Segment Start: Given records

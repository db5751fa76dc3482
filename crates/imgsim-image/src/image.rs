use crate::error::ImageError;

/// Image size in pixels
///
/// A struct to represent the size of an image in pixels.
///
/// # Examples
///
/// ```
/// use imgsim_image::ImageSize;
///
/// let image_size = ImageSize {
///   width: 10,
///   height: 20,
/// };
///
/// assert_eq!(image_size.width, 10);
/// assert_eq!(image_size.height, 20);
/// ```
#[derive(Clone, Copy, Debug, PartialEq, Eq)]
pub struct ImageSize {
    /// Width of the image in pixels
    pub width: usize,
    /// Height of the image in pixels
    pub height: usize,
}

impl std::fmt::Display for ImageSize {
    fn fmt(&self, f: &mut std::fmt::Formatter) -> std::fmt::Result {
        write!(f, "{}x{}", self.width, self.height)
    }
}

impl From<[usize; 2]> for ImageSize {
    fn from(size: [usize; 2]) -> Self {
        ImageSize {
            width: size[0],
            height: size[1],
        }
    }
}

/// Trait for the sample types the metrics operate on.
///
/// Samples widen losslessly to `f64`; `DATA_RANGE` is the distance between the
/// smallest and largest value a sample of this type is expected to take.
pub trait PixelDtype: Copy + Default + Send + Sync + Into<f64> + 'static {
    /// Dynamic range of the sample type.
    const DATA_RANGE: f64;
}

impl PixelDtype for u8 {
    const DATA_RANGE: f64 = 255.0;
}

impl PixelDtype for u16 {
    const DATA_RANGE: f64 = 65535.0;
}

// floating point images are assumed normalized to [0, 1]
impl PixelDtype for f32 {
    const DATA_RANGE: f64 = 1.0;
}

impl PixelDtype for f64 {
    const DATA_RANGE: f64 = 1.0;
}

/// Represents an image with pixel data.
///
/// The pixels are stored row-major with interleaved channels, i.e. with shape
/// (H, W, C) where H is the height, W the width and C the number of channels.
#[derive(Clone, Debug, PartialEq)]
pub struct Image<T, const CHANNELS: usize> {
    size: ImageSize,
    data: Vec<T>,
}

impl<T, const CHANNELS: usize> Image<T, CHANNELS> {
    /// Create a new image from pixel data.
    ///
    /// # Arguments
    ///
    /// * `size` - The size of the image in pixels.
    /// * `data` - The pixel data of the image.
    ///
    /// # Errors
    ///
    /// If the length of the pixel data does not match the image size, an error is returned.
    ///
    /// # Examples
    ///
    /// ```
    /// use imgsim_image::{Image, ImageSize};
    ///
    /// let image = Image::<u8, 3>::new(
    ///     ImageSize {
    ///         width: 10,
    ///         height: 20,
    ///     },
    ///     vec![0u8; 10 * 20 * 3],
    /// )
    /// .unwrap();
    ///
    /// assert_eq!(image.size().width, 10);
    /// assert_eq!(image.size().height, 20);
    /// assert_eq!(image.num_channels(), 3);
    /// ```
    pub fn new(size: ImageSize, data: Vec<T>) -> Result<Self, ImageError> {
        let expected = size.width * size.height * CHANNELS;
        if data.len() != expected {
            return Err(ImageError::InvalidChannelShape(data.len(), expected));
        }

        Ok(Self { size, data })
    }

    /// Create a new image with the given size filled with `val`.
    ///
    /// # Examples
    ///
    /// ```
    /// use imgsim_image::{Image, ImageSize};
    ///
    /// let image = Image::<u8, 1>::from_size_val([4, 2].into(), 7).unwrap();
    ///
    /// assert_eq!(image.as_slice(), &[7u8; 8]);
    /// ```
    pub fn from_size_val(size: ImageSize, val: T) -> Result<Self, ImageError>
    where
        T: Clone,
    {
        Self::new(size, vec![val; size.width * size.height * CHANNELS])
    }

    /// Get the size of the image in pixels.
    pub fn size(&self) -> ImageSize {
        self.size
    }

    /// Get the width of the image in pixels.
    pub fn width(&self) -> usize {
        self.size.width
    }

    /// Get the height of the image in pixels.
    pub fn height(&self) -> usize {
        self.size.height
    }

    /// Get the number of columns of the image.
    pub fn cols(&self) -> usize {
        self.width()
    }

    /// Get the number of rows of the image.
    pub fn rows(&self) -> usize {
        self.height()
    }

    /// Get the number of channels in the image.
    pub fn num_channels(&self) -> usize {
        CHANNELS
    }

    /// Get the total number of samples (pixels times channels).
    pub fn numel(&self) -> usize {
        self.data.len()
    }

    /// Get the pixel data as a flat slice.
    pub fn as_slice(&self) -> &[T] {
        &self.data
    }

    /// Get the pixel data as a flat mutable slice.
    pub fn as_slice_mut(&mut self) -> &mut [T] {
        &mut self.data
    }

    /// Get a sample of the image.
    ///
    /// # Arguments
    ///
    /// * `x` - The column of the pixel.
    /// * `y` - The row of the pixel.
    /// * `ch` - The channel of the pixel.
    pub fn get_pixel(&self, x: usize, y: usize, ch: usize) -> Result<&T, ImageError> {
        if x >= self.width() || y >= self.height() || ch >= CHANNELS {
            return Err(ImageError::PixelIndexOutOfBounds(
                x,
                y,
                self.width(),
                self.height(),
            ));
        }

        Ok(&self.data[(y * self.width() + x) * CHANNELS + ch])
    }
}

/// Check that two images share the same size.
///
/// # Errors
///
/// Returns [`ImageError::ShapeMismatch`] carrying both sizes when they differ.
pub fn ensure_same_size<T, U, const C1: usize, const C2: usize>(
    image1: &Image<T, C1>,
    image2: &Image<U, C2>,
) -> Result<(), ImageError> {
    if image1.size() != image2.size() {
        return Err(ImageError::ShapeMismatch(image1.size(), image2.size()));
    }
    Ok(())
}
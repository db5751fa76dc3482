use std::{fs, fs::File, path::Path};

use imgsim_image::{Image, ImageSize};
use png::{BitDepth, ColorType, Decoder, Encoder, Transformations};

use crate::error::IoError;

/// Read a PNG image with a single channel (mono8).
///
/// 16 bit images are reduced to 8 bit and low bit depths are expanded.
///
/// # Arguments
///
/// * `file_path` - The path to the PNG file.
///
/// # Returns
///
/// A grayscale image with a single channel (mono8).
pub fn read_image_png_mono8(file_path: impl AsRef<Path>) -> Result<Image<u8, 1>, IoError> {
    let (buf, size, color_type) = read_png_impl(file_path)?;

    let buf = match color_type {
        ColorType::Grayscale => buf,
        ColorType::GrayscaleAlpha => buf.chunks_exact(2).map(|px| px[0]).collect(),
        other => return Err(IoError::UnsupportedColorType(format!("{other:?}"))),
    };

    Ok(Image::new(size, buf)?)
}

/// Read a PNG image with three channels (rgb8).
///
/// Palette images are expanded, alpha is dropped and grayscale is replicated
/// across the three channels.
///
/// # Arguments
///
/// * `file_path` - The path to the PNG file.
///
/// # Returns
///
/// A RGB image with three channels (rgb8).
pub fn read_image_png_rgb8(file_path: impl AsRef<Path>) -> Result<Image<u8, 3>, IoError> {
    let (buf, size, color_type) = read_png_impl(file_path)?;

    let buf = match color_type {
        ColorType::Rgb => buf,
        ColorType::Rgba => buf
            .chunks_exact(4)
            .flat_map(|px| [px[0], px[1], px[2]])
            .collect(),
        ColorType::Grayscale => buf.iter().flat_map(|&v| [v, v, v]).collect(),
        ColorType::GrayscaleAlpha => buf
            .chunks_exact(2)
            .flat_map(|px| [px[0], px[0], px[0]])
            .collect(),
        other => return Err(IoError::UnsupportedColorType(format!("{other:?}"))),
    };

    Ok(Image::new(size, buf)?)
}

// utility function to read the png file
fn read_png_impl(file_path: impl AsRef<Path>) -> Result<(Vec<u8>, ImageSize, ColorType), IoError> {
    // verify the file exists
    let file_path = file_path.as_ref();
    if !file_path.exists() {
        return Err(IoError::FileDoesNotExist(file_path.to_path_buf()));
    }

    // verify the file extension
    let is_png = file_path
        .extension()
        .is_some_and(|ext| ext.eq_ignore_ascii_case("png"));
    if !is_png {
        return Err(IoError::InvalidFileExtension(file_path.to_path_buf()));
    }

    let file = fs::File::open(file_path)?;
    let mut decoder = Decoder::new(file);
    decoder.set_transformations(Transformations::EXPAND | Transformations::STRIP_16);

    let mut reader = decoder
        .read_info()
        .map_err(|e| IoError::PngDecodeError(e.to_string()))?;

    let mut buf = vec![0; reader.output_buffer_size()];
    let info = reader
        .next_frame(&mut buf)
        .map_err(|e| IoError::PngDecodeError(e.to_string()))?;
    buf.truncate(info.buffer_size());

    let size = ImageSize {
        width: info.width as usize,
        height: info.height as usize,
    };

    Ok((buf, size, info.color_type))
}

/// Writes the given PNG _(rgb8)_ data to the given file path.
///
/// # Arguments
///
/// - `file_path` - The path to the PNG image.
/// - `image` - The image containing the PNG image data.
pub fn write_image_png_rgb8(
    file_path: impl AsRef<Path>,
    image: &Image<u8, 3>,
) -> Result<(), IoError> {
    write_png_impl(
        file_path,
        image.as_slice(),
        image.size(),
        BitDepth::Eight,
        ColorType::Rgb,
    )
}

/// Writes the given PNG _(grayscale 8-bit)_ data to the given file path.
///
/// # Arguments
///
/// - `file_path` - The path to the PNG image.
/// - `image` - The image containing the PNG image data.
pub fn write_image_png_gray8(
    file_path: impl AsRef<Path>,
    image: &Image<u8, 1>,
) -> Result<(), IoError> {
    write_png_impl(
        file_path,
        image.as_slice(),
        image.size(),
        BitDepth::Eight,
        ColorType::Grayscale,
    )
}

fn write_png_impl(
    file_path: impl AsRef<Path>,
    image_data: &[u8],
    image_size: ImageSize,
    // Make sure you set `depth` correctly
    depth: BitDepth,
    color_type: ColorType,
) -> Result<(), IoError> {
    let file = File::create(file_path)?;

    let mut encoder = Encoder::new(file, image_size.width as u32, image_size.height as u32);
    encoder.set_color(color_type);
    encoder.set_depth(depth);

    let mut writer = encoder
        .write_header()
        .map_err(|e| IoError::PngEncodingError(e.to_string()))?;
    writer
        .write_image_data(image_data)
        .map_err(|e| IoError::PngEncodingError(e.to_string()))?;
    Ok(())
}
use std::hint::black_box;

use criterion::{criterion_group, criterion_main, BenchmarkId, Criterion};

use imgsim_image::Image;
use imgsim_imgproc::metrics;

fn bench_metrics(c: &mut Criterion) {
    let mut group = c.benchmark_group("metrics");

    for (width, height) in [(256, 224), (512, 448), (1024, 896)].iter() {
        group.throughput(criterion::Throughput::Elements((*width * *height) as u64));

        let parameter_string = format!("{}x{}", width, height);

        // input images
        let image_size = [*width, *height].into();
        let data = (0..width * height).map(|i| (i % 251) as u8).collect();
        let gray1 = Image::<u8, 1>::new(image_size, data).unwrap();
        let gray2 = Image::<u8, 1>::from_size_val(image_size, 127).unwrap();
        let rgb1 = Image::<u8, 3>::from_size_val(image_size, 10).unwrap();
        let rgb2 = Image::<u8, 3>::from_size_val(image_size, 200).unwrap();

        group.bench_with_input(
            BenchmarkId::new("mse", &parameter_string),
            &(&rgb1, &rgb2),
            |b, (i1, i2)| b.iter(|| metrics::mse(black_box(*i1), black_box(*i2))),
        );

        group.bench_with_input(
            BenchmarkId::new("ssim", &parameter_string),
            &(&gray1, &gray2),
            |b, (i1, i2)| b.iter(|| metrics::ssim(black_box(*i1), black_box(*i2))),
        );

        group.bench_with_input(
            BenchmarkId::new("evaluate", &parameter_string),
            &(&rgb1, &rgb2),
            |b, (i1, i2)| b.iter(|| metrics::evaluate(black_box(*i1), black_box(*i2))),
        );
    }
    group.finish();
}

criterion_group!(benches, bench_metrics);
criterion_main!(benches);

Segment End: Given records

*Requirement*
Take each line from the preceding material that contains "exists" and copy it.

*Answer to this task*
    // verify the file exists
    if !file_path.exists() {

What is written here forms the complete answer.